Structure and properties
Levodopa (C9H11NO4, Mr = 197.2 g/mol) exists as a white crystalline powder that is sparingly soluble in water. It is a derivative of the amino acid tyrosine. Levodopa is a prodrug of the neurotransmitter dopamine, which is activated in the central nervous system by decarboxylation.
Effects
Levodopa (ATC N04BA01) compensates for the lack of dopamine in the brain, which in the case of Parkinson’s disease results from the loss of function and demise of dopaminergic neurons in the black matter of the brain. Symptoms of Parkinson’s disease such as slowed movement and rigidity respond well to therapy with levodopa. In contrast, tremors, speech and swallowing disorders, and a rigid gait are resistant to dopaminergic therapy. The antiparkinsonian effect is enhanced by combining levodopa with a decarboxylase inhibitor. Decarboxylase inhibitors cannot cross the blood–brain barrier, resulting in inhibition of peripheral conversion of levodopa to dopamine.
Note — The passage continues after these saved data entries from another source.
//! Degree helpers and circular statistics in a few lines.

use clockwork::{
    bound_to_180, circular_mean, circular_mean_with, circular_std, is_angle_between, Circle,
    MeanOptions, ZeroResultant,
};

fn main() {
    println!("bound_to_180(270)   = {}", bound_to_180(270.0));
    println!("bound_to_180(-180)  = {}", bound_to_180(-180.0));
    println!("60 in [25, 92]?       {}", is_angle_between(25.0, 60.0, 92.0));
    println!("0 in [350, 10]?       {}", is_angle_between(350.0, 0.0, 10.0));

    let headings = [350.0, 355.0, 0.0, 5.0];
    match circular_mean(&headings) {
        Ok(mean) => println!("mean heading        = {mean:.3}°"),
        Err(err) => println!("no mean: {err}"),
    }
    if let Ok(std) = circular_std(&headings) {
        println!("circular std        = {:.3}°", std.to_degrees());
    }

    match circular_mean(&[90.0, 270.0]) {
        Ok(mean) => println!("mean of opposites   = {mean}"),
        Err(err) => println!("mean of opposites   : {err}"),
    }
    let lenient = MeanOptions {
        zero_resultant: ZeroResultant::Zero,
        ..MeanOptions::default()
    };
    if let Ok(mean) = circular_mean_with(&[90.0, 270.0], &lenient) {
        println!("lenient mean        = {mean}");
    }

    let day = Circle::of::<clockwork::HourAngle>();
    if let Ok(mean) = day.mean(&[22.0, 23.5, 1.0], &MeanOptions::default()) {
        println!("mean clock time     = {:.2} h", day.wrap_pos(mean));
    }
}
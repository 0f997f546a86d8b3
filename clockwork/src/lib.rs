//! Angle wrapping, angle-between tests and circular statistics.
//!
//! `clockwork` is the user-facing crate in this workspace. It re-exports the full API from `clockwork-core` and adds
//! a degree-based helper surface plus TOML configuration loading.
//!
//! Angles are modular: 370° and 10° point the same way, and the average of 350° and 10° is 0°, not 180°. Everything
//! here respects that.
//!
//! # What this crate solves
//!
//! - Wrapping any angle into a principal range (`(-180, 180]` for degrees) without branching on sign.
//! - Deciding whether an angle lies on an arc, even when the arc crosses the wrap point.
//! - Averaging and measuring the spread of angles with the mean resultant vector.
//!
//! # What this crate does not try to solve
//!
//! - Spherical geometry: everything lives on a single circle.
//! - Reductions over n-dimensional arrays; inputs are slices.
//!
//! # Quick start
//!
//! ```rust
//! use clockwork::{bound_to_180, circular_mean, is_angle_between};
//!
//! assert_eq!(bound_to_180(270.0), -90.0);
//! assert!(is_angle_between(350.0, 5.0, 20.0));
//!
//! let mean = circular_mean(&[350.0, 10.0]).unwrap();
//! assert!(mean.abs() < 1e-9);
//! ```
//!
//! Other circles and typed angles:
//!
//! ```rust
//! use clockwork::{Circle, HourAngles};
//!
//! let hours = Circle::new(24.0).unwrap();
//! assert_eq!(hours.principal(25.0), 1.0);
//! assert!(hours.contains(22.0, 1.0, 2.0));
//!
//! let evening = HourAngles::new(23.0).wrap_signed();
//! assert_eq!(evening.value(), -1.0);
//! ```
//!
//! # Incorrect usage (type error)
//!
//! ```compile_fail
//! use clockwork::{Degrees, Radians};
//!
//! let a = Degrees::new(1.0);
//! let b = Radians::new(1.0);
//! let _ = a + b; // cannot add different unit types
//! ```
//!
//! # Modules
//!
//! - [`angle_calc`]: degree-based free functions (`bound_to_180`, `is_angle_between`, `circular_mean`, …).
//! - [`angular`]: unit markers (degrees, radians, gradians, turns, hour angle, day of year) and typed helpers.
//! - [`circle`]: [`Circle`], the same operations on a circle of any circumference.
//! - [`stats`]: the mean resultant vector and typed statistics.
//! - [`config`]: `clockwork.toml` loading.
//!
//! # Panics and errors
//!
//! Nothing here panics. Statistics return [`Result`] with a [`CircularError`]; configuration loading returns
//! [`ConfigError`].

#![deny(missing_docs)]
#![forbid(unsafe_code)]

pub use clockwork_core::*;

pub mod angle_calc;
pub mod config;

pub use angle_calc::{
    angle_difference, bound_to_180, circular_mean, circular_mean_with, circular_std, circular_var,
    is_angle_between,
};
pub use config::{ClockworkConfig, ConfigError};

pub use clockwork_core::angular::{
    AngularUnit, DayOfYear, DaysOfYear, Degree, Degrees, Gradian, Gradians, HourAngle, HourAngles,
    Radian, Radians, Turn, Turns, TROPICAL_YEAR_DAYS,
};
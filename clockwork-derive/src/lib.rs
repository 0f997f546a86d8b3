//! `#[derive(Unit)]` for the angular unit markers of `clockwork-core`.
//!
//! A unit is described by the symbol it prints with and the size of one revolution counted in it:
//!
//! ```ignore
//! #[derive(Clone, Copy, Debug, PartialEq, PartialOrd, Unit)]
//! #[unit(symbol = "Hms", full_turn = 24.0)]
//! pub struct HourAngle;
//! ```
//!
//! expands to `impl crate::Unit for HourAngle` with `FULL_TURN = 24.0` and `SYMBOL = "Hms"`, plus a
//! `Display` impl for `crate::Quantity<HourAngle>` printing `<value> <symbol>` (a requested precision applies to the
//! value). The paths are crate-relative, so the derive only works inside `clockwork-core`.
//!
//! Mistakes that can be caught while expanding are reported as compile errors:
//!
//! - a missing, empty or whitespace-containing `symbol`;
//! - a missing `full_turn`, or a literal one that is zero, negative or not finite;
//! - a key given twice, or an unknown key.

#![deny(missing_docs)]
#![forbid(unsafe_code)]

use proc_macro::TokenStream;
use proc_macro2::{Span, TokenStream as TokenStream2};
use quote::quote;
use syn::{
    parse::{Parse, ParseStream},
    parse_macro_input, Attribute, DeriveInput, Expr, ExprLit, ExprUnary, Ident, Lit, LitStr, Token,
    UnOp,
};

/// Derive `crate::Unit` and `Display` for `crate::Quantity<ThisUnit>` from `#[unit(symbol = .., full_turn = ..)]`.
#[proc_macro_derive(Unit, attributes(unit))]
pub fn derive_unit(input: TokenStream) -> TokenStream {
    let input = parse_macro_input!(input as DeriveInput);

    match expand(&input) {
        Ok(tokens) => tokens.into(),
        Err(err) => err.to_compile_error().into(),
    }
}

fn expand(input: &DeriveInput) -> syn::Result<TokenStream2> {
    if !matches!(&input.data, syn::Data::Struct(data) if data.fields.is_empty()) {
        return Err(syn::Error::new_spanned(
            &input.ident,
            "angular units must be field-less structs",
        ));
    }

    let name = &input.ident;
    let UnitSpec { symbol, full_turn } = find_unit_spec(&input.attrs)?;

    Ok(quote! {
        impl crate::Unit for #name {
            const FULL_TURN: f64 = #full_turn;
            const SYMBOL: &'static str = #symbol;
        }

        impl ::core::fmt::Display for crate::Quantity<#name> {
            fn fmt(&self, f: &mut ::core::fmt::Formatter<'_>) -> ::core::fmt::Result {
                match f.precision() {
                    Some(p) => write!(f, "{:.*} {}", p, self.value(), #symbol),
                    None => write!(f, "{} {}", self.value(), #symbol),
                }
            }
        }
    })
}

/// Contents of `#[unit(...)]`.
struct UnitSpec {
    symbol: LitStr,
    full_turn: Expr,
}

impl Parse for UnitSpec {
    fn parse(input: ParseStream) -> syn::Result<Self> {
        let mut symbol: Option<LitStr> = None;
        let mut full_turn: Option<Expr> = None;

        while !input.is_empty() {
            let key: Ident = input.parse()?;
            input.parse::<Token![=]>()?;

            match key.to_string().as_str() {
                "symbol" if symbol.is_some() => return Err(duplicate(&key)),
                "full_turn" if full_turn.is_some() => return Err(duplicate(&key)),
                "symbol" => {
                    let lit: LitStr = input.parse()?;
                    check_symbol(&lit)?;
                    symbol = Some(lit);
                }
                "full_turn" => {
                    let expr: Expr = input.parse()?;
                    check_full_turn(&expr)?;
                    full_turn = Some(expr);
                }
                other => {
                    return Err(syn::Error::new(
                        key.span(),
                        format!("unknown key `{other}`, expected `symbol` or `full_turn`"),
                    ));
                }
            }

            if !input.is_empty() {
                input.parse::<Token![,]>()?;
            }
        }

        Ok(UnitSpec {
            symbol: symbol.ok_or_else(|| input.error("missing `symbol`"))?,
            full_turn: full_turn.ok_or_else(|| input.error("missing `full_turn`"))?,
        })
    }
}

fn duplicate(key: &Ident) -> syn::Error {
    syn::Error::new(key.span(), format!("`{key}` given more than once"))
}

fn check_symbol(lit: &LitStr) -> syn::Result<()> {
    let value = lit.value();
    if value.is_empty() || value.chars().any(char::is_whitespace) {
        return Err(syn::Error::new(
            lit.span(),
            "symbol must be non-empty and contain no whitespace",
        ));
    }
    Ok(())
}

/// Rejects literal full turns that cannot describe a circle. Non-literal expressions are taken on trust.
fn check_full_turn(expr: &Expr) -> syn::Result<()> {
    let (negated, lit) = match expr {
        Expr::Lit(ExprLit { lit, .. }) => (false, lit),
        Expr::Unary(ExprUnary {
            op: UnOp::Neg(_),
            expr: inner,
            ..
        }) => match inner.as_ref() {
            Expr::Lit(ExprLit { lit, .. }) => (true, lit),
            _ => return Ok(()),
        },
        _ => return Ok(()),
    };

    let value = match lit {
        Lit::Float(f) => f.base10_parse::<f64>()?,
        Lit::Int(i) => i.base10_parse::<f64>()?,
        _ => return Err(syn::Error::new_spanned(expr, "full_turn must be a number")),
    };

    if negated || !(value.is_finite() && value > 0.0) {
        return Err(syn::Error::new_spanned(
            expr,
            "full_turn must be finite and strictly positive",
        ));
    }
    Ok(())
}

fn find_unit_spec(attrs: &[Attribute]) -> syn::Result<UnitSpec> {
    attrs
        .iter()
        .find(|attr| attr.path().is_ident("unit"))
        .ok_or_else(|| syn::Error::new(Span::call_site(), "missing #[unit(...)] attribute"))?
        .parse_args::<UnitSpec>()
}
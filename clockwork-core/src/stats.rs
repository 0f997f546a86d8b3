//! Circular (directional) statistics.
//!
//! Every statistic here is derived from the **mean resultant vector**: the average of the unit vectors pointing at
//! each angle,
//!
//! ```text
//! C = (1/N) Σ cos θₙ      S = (1/N) Σ sin θₙ      R = √(C² + S²)
//! ```
//!
//! - the circular mean is the direction `atan2(S, C)`;
//! - the circular variance is `1 - R`, in `[0, 1]`;
//! - the circular standard deviation is `√(-2 ln R)`, in `[0, ∞]`.
//!
//! `R` close to 1 means tightly clustered angles. `R` close to 0 means the angles cancel out and the mean has no
//! meaningful direction; see [`ZeroResultant`] for how that case is reported.

use crate::angular::AngularUnit;
use crate::circle::Circle;
use crate::error::{CircularError, Result};
use crate::quantity::Quantity;

#[cfg(feature = "serde")]
use serde::{Deserialize, Serialize};

/// Resultant lengths at or below this value are treated as zero.
///
/// Perfectly opposed angles rarely cancel to an exact `0.0` once they go through `sin`/`cos` (`[90°, 270°]` leaves
/// about `6e-17`), so the check needs some slack.
pub const RESULTANT_EPSILON: f64 = 1e-12;

/// What a circular mean reports when the resultant vector vanishes.
#[derive(Clone, Copy, Debug, Default, PartialEq, Eq)]
#[cfg_attr(feature = "serde", derive(Serialize, Deserialize))]
#[cfg_attr(feature = "serde", serde(rename_all = "lowercase"))]
pub enum ZeroResultant {
    /// Fail with [`CircularError::UndefinedDirection`].
    #[default]
    Error,
    /// Return `0` and log a warning.
    Zero,
}

/// Options for computing a circular mean.
#[derive(Clone, Copy, Debug, Default, PartialEq)]
#[cfg_attr(feature = "serde", derive(Serialize, Deserialize))]
#[cfg_attr(feature = "serde", serde(default))]
pub struct MeanOptions {
    /// Drop angles without a direction (`NaN`, `±∞`) before averaging instead of propagating them.
    pub skip_nan: bool,
    /// Policy for a vanishing resultant vector.
    pub zero_resultant: ZeroResultant,
}

/// Mean resultant vector of a sequence of angles.
#[derive(Clone, Copy, Debug, PartialEq)]
pub struct Resultant {
    /// Mean of the cosines.
    pub mean_cos: f64,
    /// Mean of the sines.
    pub mean_sin: f64,
    /// Number of angles averaged (after skipping).
    pub count: usize,
}

impl Resultant {
    /// Averages the unit vectors of `angles`, given in radians.
    ///
    /// An angle whose unit vector is undefined (`NaN` or `±∞`) makes every component `NaN`, unless `skip_nan` is set,
    /// in which case such angles are left out. Fails with [`CircularError::EmptyInput`] when nothing is left to
    /// average.
    pub fn from_radians<I>(angles: I, skip_nan: bool) -> Result<Self>
    where
        I: IntoIterator<Item = f64>,
    {
        let mut sum_cos = 0.0;
        let mut sum_sin = 0.0;
        let mut count = 0usize;
        let mut skipped = 0usize;

        for theta in angles {
            if skip_nan && !theta.is_finite() {
                skipped += 1;
                continue;
            }
            let (sin, cos) = theta.sin_cos();
            sum_cos += cos;
            sum_sin += sin;
            count += 1;
        }

        if skipped > 0 {
            log::debug!("Skipped {} non-finite angle(s), averaging {}", skipped, count);
        }
        if count == 0 {
            return Err(CircularError::EmptyInput);
        }

        let n = count as f64;
        Ok(Self {
            mean_cos: sum_cos / n,
            mean_sin: sum_sin / n,
            count,
        })
    }

    /// Length `R` of the mean resultant vector, in `[0, 1]`.
    #[inline]
    pub fn length(&self) -> f64 {
        self.mean_cos.hypot(self.mean_sin)
    }

    /// Direction of the resultant vector in `(-π, π]`.
    ///
    /// `None` when the length is at or below [`RESULTANT_EPSILON`]. A `NaN` resultant yields `Some(NaN)`.
    pub fn direction_radians(&self) -> Option<f64> {
        if self.length() <= RESULTANT_EPSILON {
            None
        } else {
            Some(self.mean_sin.atan2(self.mean_cos))
        }
    }

    /// `R` clamped to `[0, 1]`; rounding can push it a hair above 1. `NaN` stays `NaN`.
    #[inline]
    fn clamped_length(&self) -> f64 {
        self.length().clamp(0.0, 1.0)
    }

    /// Circular variance `1 - R`, or `NaN` when the resultant is `NaN`.
    #[inline]
    pub fn variance(&self) -> f64 {
        1.0 - self.clamped_length()
    }

    /// Circular standard deviation `√(-2 ln R)`, in radians.
    ///
    /// Not a circular quantity: it ranges over `[0, ∞]`, is `+0` when `R == 1` and `+∞` when `R == 0`. For small
    /// spreads `std² ≈ 2 · variance`. `NaN` when the resultant is `NaN`.
    #[inline]
    pub fn std_dev(&self) -> f64 {
        let r = self.clamped_length();
        if r.is_nan() {
            return f64::NAN;
        }
        // `0.0 - x` keeps `R == 1` at +0 rather than -0
        (0.0 - 2.0 * r.ln()).sqrt()
    }
}

// ─────────────────────────────────────────────────────────────────────────────
// Typed helpers
// ─────────────────────────────────────────────────────────────────────────────

/// Mean resultant vector of typed angles.
pub fn resultant<U: AngularUnit>(angles: &[Quantity<U>], skip_nan: bool) -> Result<Resultant> {
    Circle::of::<U>().resultant_iter(angles.iter().map(|a| a.value()), skip_nan)
}

/// Circular mean of typed angles, wrapped into `(-HALF_TURN, HALF_TURN]`.
///
/// ```rust
/// use clockwork_core::angular::Degrees;
/// use clockwork_core::stats::{circular_mean, MeanOptions};
///
/// let angles = [Degrees::new(350.0), Degrees::new(10.0)];
/// let mean = circular_mean(&angles, &MeanOptions::default()).unwrap();
/// assert!(mean.value().abs() < 1e-9);
/// ```
pub fn circular_mean<U: AngularUnit>(
    angles: &[Quantity<U>],
    options: &MeanOptions,
) -> Result<Quantity<U>> {
    Circle::of::<U>()
        .mean_iter(angles.iter().map(|a| a.value()), options)
        .map(Quantity::new)
}

/// Circular variance of typed angles.
pub fn circular_var<U: AngularUnit>(angles: &[Quantity<U>], skip_nan: bool) -> Result<f64> {
    Ok(resultant(angles, skip_nan)?.variance())
}

/// Circular standard deviation of typed angles, in radians.
pub fn circular_std<U: AngularUnit>(angles: &[Quantity<U>], skip_nan: bool) -> Result<f64> {
    Ok(resultant(angles, skip_nan)?.std_dev())
}
//! Modular arithmetic on a circle of arbitrary circumference.
//!
//! A [`Circle`] is described only by the length of its full arc: `360` for degrees, `τ` for radians, `24` for hours
//! of a day, `365.2422` for days of a year. Every operation takes and returns plain `f64` values expressed in that
//! same scale.
//!
//! # Wrapping
//!
//! Rust's `%` is a remainder whose sign follows the dividend, so `-10.0 % 360.0 == -10.0`. All wrapping here goes
//! through a Euclidean remainder instead, which always lands in `[0, full)`.
//!
//! | Method | Range |
//! |--------|-------|
//! | [`Circle::wrap_pos`] | `[0, full)` |
//! | [`Circle::principal`] | `(-full/2, full/2]` |
//! | [`Circle::principal_lo`] | `[-full/2, full/2)` |
//!
//! # Sectors
//!
//! [`Circle::contains`] walks counter-clockwise (increasing values) from the first bound to the second, so the
//! order of the bounds matters and sectors wider than a half turn are allowed. [`Circle::within_minor_arc`] ignores
//! order and always tests the shorter of the two arcs.
//!
//! ## Edge cases
//!
//! `NaN` and `±∞` inputs wrap to `NaN`, and every sector test involving them is `false`.
//! Statistics propagate them as `NaN`, or leave them out when
//! [`MeanOptions::skip_nan`](crate::MeanOptions::skip_nan) is set.
//!
//! ```rust
//! use clockwork_core::Circle;
//!
//! let day = Circle::new(24.0).unwrap();
//! assert_eq!(day.wrap_pos(-1.0), 23.0);
//! assert!(day.contains(22.0, 1.0, 6.0));
//! ```

use crate::angular::AngularUnit;
use crate::error::{CircularError, Result};
use crate::stats::{MeanOptions, Resultant, ZeroResultant};
use core::f64::consts::TAU;

#[cfg(feature = "serde")]
use serde::{Deserialize, Serialize};

#[inline]
fn rem_euclid(x: f64, modulus: f64) -> f64 {
    let r = x.rem_euclid(modulus);
    // tiny negative inputs round up to exactly `modulus`
    if r >= modulus {
        0.0
    } else {
        r
    }
}

/// A circle identified by the length of its full arc.
#[derive(Clone, Copy, Debug, PartialEq)]
#[cfg_attr(feature = "serde", derive(Serialize, Deserialize))]
#[cfg_attr(feature = "serde", serde(try_from = "f64", into = "f64"))]
pub struct Circle {
    full_arc: f64,
}

impl Circle {
    /// Angles in degrees.
    pub const DEGREES: Circle = Circle { full_arc: 360.0 };
    /// Angles in radians.
    pub const RADIANS: Circle = Circle { full_arc: TAU };

    /// Describes a circle by its full arc.
    ///
    /// Fails with [`CircularError::InvalidFullArc`] unless `full_arc` is finite and strictly positive.
    pub fn new(full_arc: f64) -> Result<Self> {
        if full_arc.is_finite() && full_arc > 0.0 {
            Ok(Self { full_arc })
        } else {
            Err(CircularError::InvalidFullArc(full_arc))
        }
    }

    /// The circle whose full arc is one full turn of `U`.
    #[inline]
    pub fn of<U: AngularUnit>() -> Self {
        Self {
            full_arc: U::FULL_TURN,
        }
    }

    /// Length of the full arc.
    #[inline]
    pub const fn full_arc(&self) -> f64 {
        self.full_arc
    }

    /// Length of half the arc.
    #[inline]
    pub fn half_arc(&self) -> f64 {
        0.5 * self.full_arc
    }

    /// Converts a value on this circle to radians.
    #[inline]
    pub fn to_radians(&self, x: f64) -> f64 {
        x * (TAU / self.full_arc)
    }

    /// Converts radians to a value on this circle.
    #[inline]
    pub fn from_radians(&self, radians: f64) -> f64 {
        radians * (self.full_arc / TAU)
    }

    // ─────────────────────────────────────────────────────────────────────────
    // Wrapping
    // ─────────────────────────────────────────────────────────────────────────

    /// Wrap into `[0, full)`.
    #[inline]
    pub fn wrap_pos(&self, x: f64) -> f64 {
        rem_euclid(x, self.full_arc)
    }

    /// Wrap into the principal range `(-half, half]`.
    ///
    /// The upper bound is inclusive: an input that reduces to exactly `-half` comes back as `+half`.
    /// `NaN` and `±∞` yield `NaN`.
    #[inline]
    pub fn principal(&self, x: f64) -> f64 {
        let half = self.half_arc();
        let y = rem_euclid(x + half, self.full_arc) - half;
        if y <= -half {
            y + self.full_arc
        } else {
            y
        }
    }

    /// Wrap into `[-half, half)`, the principal range with the boundary flipped.
    #[inline]
    pub fn principal_lo(&self, x: f64) -> f64 {
        let y = self.principal(x);
        if y >= self.half_arc() {
            y - self.full_arc
        } else {
            y
        }
    }

    // ─────────────────────────────────────────────────────────────────────────
    // Sectors
    // ─────────────────────────────────────────────────────────────────────────

    /// Whether `angle` lies on the arc walked counter-clockwise from `first` to `second`, both ends included.
    ///
    /// When `first` and `second` coincide the arc has zero length and only `angle == first` matches; it is never
    /// read as the whole circle.
    pub fn contains(&self, first: f64, angle: f64, second: f64) -> bool {
        let first = self.wrap_pos(first);
        let span = self.wrap_pos(self.wrap_pos(second) - first);
        let offset = self.wrap_pos(self.wrap_pos(angle) - first);
        offset <= span
    }

    /// Whether `angle` lies on the shorter arc joining `a` and `b`, both ends included.
    ///
    /// The bounds are interchangeable. When they sit exactly half a turn apart the arc walked counter-clockwise from
    /// `a` is used.
    pub fn within_minor_arc(&self, a: f64, angle: f64, b: f64) -> bool {
        if self.wrap_pos(b - a) <= self.half_arc() {
            self.contains(a, angle, b)
        } else {
            self.contains(b, angle, a)
        }
    }

    /// Tests every angle against a single sector `[start, end]`.
    pub fn sieve(&self, angles: &[f64], start: f64, end: f64) -> Vec<bool> {
        angles
            .iter()
            .map(|&angle| self.contains(start, angle, end))
            .collect()
    }

    /// Tests angles against per-element sectors.
    ///
    /// `starts` and `ends` must have the same length. `angles` must either match that length or hold a single angle,
    /// which is then tested against every sector.
    pub fn sieve_sectors(&self, angles: &[f64], starts: &[f64], ends: &[f64]) -> Result<Vec<bool>> {
        if starts.len() != ends.len() {
            return Err(CircularError::ShapeMismatch {
                starts: starts.len(),
                ends: ends.len(),
            });
        }

        let sectors = starts.iter().zip(ends);
        match angles {
            [angle] => Ok(sectors
                .map(|(&start, &end)| self.contains(start, *angle, end))
                .collect()),
            _ if angles.len() == starts.len() => Ok(angles
                .iter()
                .zip(sectors)
                .map(|(&angle, (&start, &end))| self.contains(start, angle, end))
                .collect()),
            _ => Err(CircularError::BroadcastMismatch {
                angles: angles.len(),
                sectors: starts.len(),
            }),
        }
    }

    // ─────────────────────────────────────────────────────────────────────────
    // Differences
    // ─────────────────────────────────────────────────────────────────────────

    /// Unsigned distance between two angles along the circle.
    ///
    /// With `closer` the shorter distance is returned, in `[0, half]`; otherwise the reflex one, `full - closer`,
    /// in `[half, full]`. Argument order does not matter.
    pub fn sub(&self, minuend: f64, subtrahend: f64, closer: bool) -> f64 {
        let delta = self.principal(minuend - subtrahend).abs();
        if closer {
            delta
        } else {
            self.full_arc - delta
        }
    }

    /// Signed shortest rotation taking `subtrahend` to `minuend`, in `(-half, half]`.
    #[inline]
    pub fn signed_sub(&self, minuend: f64, subtrahend: f64) -> f64 {
        self.principal(minuend - subtrahend)
    }

    // ─────────────────────────────────────────────────────────────────────────
    // Statistics
    // ─────────────────────────────────────────────────────────────────────────

    /// Mean resultant vector of `angles`.
    pub fn resultant(&self, angles: &[f64], skip_nan: bool) -> Result<Resultant> {
        self.resultant_iter(angles.iter().copied(), skip_nan)
    }

    /// Mean resultant vector of any sequence of angles on this circle.
    pub fn resultant_iter<I>(&self, angles: I, skip_nan: bool) -> Result<Resultant>
    where
        I: IntoIterator<Item = f64>,
    {
        Resultant::from_radians(angles.into_iter().map(|a| self.to_radians(a)), skip_nan)
    }

    /// Circular mean of `angles`, in the principal range of this circle.
    ///
    /// Fails with [`CircularError::EmptyInput`] when there is nothing to average. When the resultant vector
    /// vanishes the outcome follows [`MeanOptions::zero_resultant`].
    pub fn mean(&self, angles: &[f64], options: &MeanOptions) -> Result<f64> {
        self.mean_iter(angles.iter().copied(), options)
    }

    /// Circular mean of any sequence of angles on this circle.
    pub fn mean_iter<I>(&self, angles: I, options: &MeanOptions) -> Result<f64>
    where
        I: IntoIterator<Item = f64>,
    {
        let resultant = self.resultant_iter(angles, options.skip_nan)?;
        match resultant.direction_radians() {
            Some(theta) => Ok(self.principal(self.from_radians(theta))),
            None => match options.zero_resultant {
                ZeroResultant::Error => Err(CircularError::UndefinedDirection {
                    length: resultant.length(),
                }),
                ZeroResultant::Zero => {
                    log::warn!(
                        "Circular mean of {} angles has no direction (resultant length {:e}); using 0",
                        resultant.count,
                        resultant.length()
                    );
                    Ok(0.0)
                }
            },
        }
    }

    /// Circular variance `1 - R` of `angles`, in `[0, 1]`.
    pub fn var(&self, angles: &[f64], skip_nan: bool) -> Result<f64> {
        Ok(self.resultant(angles, skip_nan)?.variance())
    }

    /// Circular standard deviation `sqrt(-2 ln R)` of `angles`, in radians.
    ///
    /// This is a spread, not an angle on this circle; it is `+∞` when the resultant vanishes.
    pub fn std(&self, angles: &[f64], skip_nan: bool) -> Result<f64> {
        Ok(self.resultant(angles, skip_nan)?.std_dev())
    }
}

impl Default for Circle {
    fn default() -> Self {
        Self::DEGREES
    }
}

impl TryFrom<f64> for Circle {
    type Error = CircularError;

    fn try_from(full_arc: f64) -> Result<Self> {
        Self::new(full_arc)
    }
}

impl From<Circle> for f64 {
    fn from(circle: Circle) -> f64 {
        circle.full_arc
    }
}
This combination results in the ability to decrease the dose of levodopa and reduce side effects attributable to the peripheral formation of dopamine.
Mechanism of action
The effects are due to the interaction of dopamine with postsynaptic dopaminergic receptors D1 and D2.
Indications
For the treatment of Parkinson’s disease and restless legs syndrome. Other indications exist, such as the rarely occurring Segawa syndrome (off-label).
Dosage
According to the drug label. Daily dose is determined on an individual basis. Taking levodopa after meals may prolong the duration of action and reduce adverse effects such as movement disorders.
Contraindications
Levodopa is contraindicated in hypersensitivity, in patients with narrow-angle glaucoma or a history of melanoma, and in concomitant use of nonselective MAO inhibitors and metoclopramide. The latter blocks dopamine receptors in the brain, exacerbating PD symptoms. For complete precautions, see the drug label.
Interactions
Concomitant ingestion of a high-protein meal or administration of antacids, dopamine antagonists (neuroleptics), and iron may decrease the effects of levodopa. When combined with MAO-A inhibitors, a crisis increase in blood pressure may occur. These should be discontinued two weeks before starting therapy with levodopa. Together with antihypertensive drugs, orthostatic hypotension may occur. Other interactions have been described with phenytoin and papaverine, which may attenuate the antiparkinsonian effects of levodopa.
Adverse effects
Common adverse effects include nausea, vomiting, and cardiovascular disturbances. They are due to the central effects of dopamine. They usually occur with the first dose and may increase with increasing doses. Combination with decarboxylase inhibitors can reduce these adverse effects. Several years of therapy with levodopa often cause fluctuations in effect and disturbances in movement. The most pronounced form is the on-off phenomenon, which is characterized by alternating phases of good mobility and complete rigidity. It is probably due to an insufficiently constant extracellular dopamine concentration in the basal cells. Such fluctuations in effect can be reduced with sustained-release tablets or by combination with dopamine agonists.